Abstract: Our second attempt at using stixels for navigation and exploring its computational properties. This time we integrate with our egocircle representation and explore two different approaches to realizing local-global navigation. Computational scaling and navigation benchmark tests indicate that stixel navigation can be used across a variety of onboard computing platforms for mobile robots.
Abstract: Our second attempt at integrating the PiPS concept with a local-global navigation scheme. This time we used Timed Elastic Bands (TEB) as the base local planner. Modifying TEB using our egocentric approach leads to egoTEB. A world, grid-based approach has a computational cost that scales with the area of the local grid, whereas the egocircle approach scales with the boundaries. Thus rather than scale quadratically, it scales linearly with regards to the sensing footprint.
Abstract: Our first attempt at integrating the PiPS concept with a local-global navigation scheme. It modified the DWA planner in the ROS Move Base package. The procedure required defining the egocircle representation and using it as a body-frame collision and cost-map reference for planning. Both PiPS and the egocircle lead to linear scaling in sensor throughput and collision checking, which is confirmed through computational profiling and compared to other collision checking methods.

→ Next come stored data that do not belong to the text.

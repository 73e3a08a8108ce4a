// End-to-end pipeline test against real model artifacts.
//
// Needs a GLiClass ONNX export and its tokenizer on disk; point
// GLICLASS_MODEL and GLICLASS_TOKENIZER at them to enable. Without the
// artifacts the test is skipped so the suite stays runnable offline.

use gliclass_onnx::{
    ClassificationPolicy, ClassificationRequest, ZeroShotClassificationPipelineBuilder,
};

fn artifact_paths() -> Option<(String, String)> {
    let model = std::env::var("GLICLASS_MODEL").ok()?;
    let tokenizer = std::env::var("GLICLASS_TOKENIZER").ok()?;
    Some((model, tokenizer))
}

#[test]
fn classifies_a_small_request_end_to_end() -> anyhow::Result<()> {
    let Some((model, tokenizer)) = artifact_paths() else {
        eprintln!("skipping: GLICLASS_MODEL / GLICLASS_TOKENIZER not set");
        return Ok(());
    };

    let pipeline = ZeroShotClassificationPipelineBuilder::new(&model, &tokenizer)
        .batch_size(2)
        .workers(2)
        .build()?;

    let texts = [
        "The election results were surprising.",
        "The team won the championship game.",
        "New research shows promising results.",
    ];
    let labels = ["politics", "sports", "science"];
    let request = ClassificationRequest::shared(&texts, &labels, ClassificationPolicy::SingleLabel);

    let output = pipeline.classify(&request)?;

    assert_eq!(output.results.len(), texts.len());
    assert_eq!(output.failed_batches, 0);
    for result in &output.results {
        let predictions = result.as_ref().expect("no batch should fail");
        assert_eq!(predictions.len(), 1);
        assert!(labels.contains(&predictions[0].label.as_str()));
        assert!(predictions[0].score > 0.0 && predictions[0].score < 1.0);
    }
    Ok(())
}

#[test]
fn multi_label_batch_respects_per_text_label_sets() -> anyhow::Result<()> {
    let Some((model, tokenizer)) = artifact_paths() else {
        eprintln!("skipping: GLICLASS_MODEL / GLICLASS_TOKENIZER not set");
        return Ok(());
    };

    let pipeline = ZeroShotClassificationPipelineBuilder::new(&model, &tokenizer).build()?;

    let request = ClassificationRequest::from_json_str(
        r#"{
            "texts": ["I loved this movie", "The stock market dropped"],
            "labels": [["positive", "negative"], ["finance", "sports", "weather"]],
            "same_labels": false,
            "classification_type": "multi-label",
            "threshold": 0.1
        }"#,
    )?;

    let output = pipeline.classify(&request)?;

    let allowed: [&[&str]; 2] = [&["positive", "negative"], &["finance", "sports", "weather"]];
    for (result, allowed) in output.results.iter().zip(allowed) {
        for prediction in result.as_ref().expect("no batch should fail") {
            assert!(allowed.contains(&prediction.label.as_str()));
        }
    }
    Ok(())
}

Abstract: Stixels are an intermediate stereo representation for the world. The basic version models the world as sticks rising from the ground plane, which makes it a potentially lossy representation (overhanging or floating obstacles might be missed). As an intermediate representation, it can be used for ego-centric navigation.
Abstract: Explores the use of perception-space, e.g., a visual representation space, for collision checking during navigation through an unknown environment. Employing the Marr's concept of the 2.5D representation, the collision checking approach speeds up the time to collision-checking to permit low latency or real-time navigation on limited compute hardware, as well as high performance hardware.